Clovis Etchiandas : « Mon père, ce héros ! » (3) HISTOIRE DE LA REUNION

Nous vous proposons la troisième et dernière partie du récit sur son père de Clovis Etchiandas. Le célèbre guide touriste réunionnais parle dans cet épisode, de la fierté et de l’amour non-dits ou non dévoilés, mais vécus intensément dans une discrétion. Le Saint-Leusien évoque aussi et longuement la mort de son papa. Une fin. Et un commencement. Des rires. Des larmes. Des rires. La vie continue…

Comme les hommes de sa trempe, mon père caractérisait bien sa génération. Au-delà de leur mission principale, faire vivre leur famille en amenant l’argent à la case, il était rarement question d’exprimer un quelconque sentiment arrivés au domicile familial où ils empruntaient la carapace du personnage sévère, insensible et muet comme une carpe.

Par contre, mon père se déridait souvent après avoir bu un petit coup de trop, il avait plutôt le rhum gai car jamais quand il était dans cet état là il avait levé la main sur ma mère ou sur nous. Ce qui était à cette époque monnaie courante dans beaucoup de foyers.

Dans ma vision de marmaille, du fait que mon père n’exprimait quasiment jamais son amour me concernant, j’avais fini par croire que ma vie ne l’intéressait guère, aussi j’ai fini par faire mon bonhomme de chemin en ignorant sa présence.

Mais un beau jour de 1986 je n’étais au bout de ma surprise. J’étais revenu du lycée Amiral Bouvet de Saint-Benoît où j’étais interne pendant la semaine avec mon BAC en poche. J’avais donné la primeur de la bonne nouvelle à ma mère, comme à l’accoutumé mon père qui était présent n’a pas sourcillé, puis il est sorti faire son tour, car il restait rarement très longtemps à la maison.

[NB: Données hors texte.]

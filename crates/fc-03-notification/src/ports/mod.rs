//! Ports for the Notification Composer.

pub mod inbound;

pub use inbound::NotificationApi;
//! # Store Errors
//!
//! Failures surfaced by the remote data store and the authorization provider.

use shared_types::DataAddress;
use thiserror::Error;

/// Errors returned by [`NetworkSession`](crate::NetworkSession) calls.
#[derive(Debug, Clone, PartialEq, Eq, Error)]
pub enum StoreError {
    /// Connectivity failure; the call may succeed if repeated.
    #[error("Connection error: {0}")]
    Connection(String),

    /// The session lacks the required permission on the record.
    #[error("Permission denied on {address}")]
    PermissionDenied { address: DataAddress },

    /// No mutable record at the address.
    #[error("No such data: {address}")]
    NoSuchData { address: DataAddress },

    /// The record exists but has no entry under the key.
    #[error("No such entry '{key}' in {address}")]
    NoSuchEntry { address: DataAddress, key: String },

    /// A record already exists at the address.
    #[error("Data already exists at {address}")]
    DataExists { address: DataAddress },

    /// The key is already present in the append-only record.
    #[error("Entry '{key}' already exists in {address}")]
    EntryExists { address: DataAddress, key: String },

    /// Nothing is published at the URI.
    #[error("Resource not found: {uri}")]
    NotFound { uri: String },

    /// Stored bytes could not be interpreted.
    #[error("Invalid content: {0}")]
    InvalidContent(String),
}

impl StoreError {
    /// Whether repeating the same call may succeed.
    pub fn is_transient(&self) -> bool {
        matches!(self, Self::Connection(_))
    }
}

/// Result type for store operations.
pub type StoreResult<T> = Result<T, StoreError>;

/// Errors returned by the authorization provider.
#[derive(Debug, Clone, PartialEq, Eq, Error)]
pub enum AuthorizationError {
    /// The user or provider refused the requested capabilities.
    #[error("Authorization denied for app '{app_id}'")]
    Denied { app_id: String },

    /// The application descriptor is incomplete.
    #[error("Invalid application descriptor: {0}")]
    InvalidApp(String),

    /// The provider could not be reached.
    #[error("Authorization provider unreachable: {0}")]
    Unreachable(String),
}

Après cette grande émotion retombée, je fini à mon tour de sortir « bat in carré » afin de faire profiter de la nouvelle aux autres membres de la famille et amis. Telle ne fut donc ma surprise d’entendre un bon nombre de « gramounes » des quartiers Stella et Grand Fond me féliciter. Mon père avait déjà répandu la nouvelle. A cet instant-là, j’ai su que mon père était fier de moi. C’était un peu dommage d’attendre d’avoir vingt ans pour le savoir.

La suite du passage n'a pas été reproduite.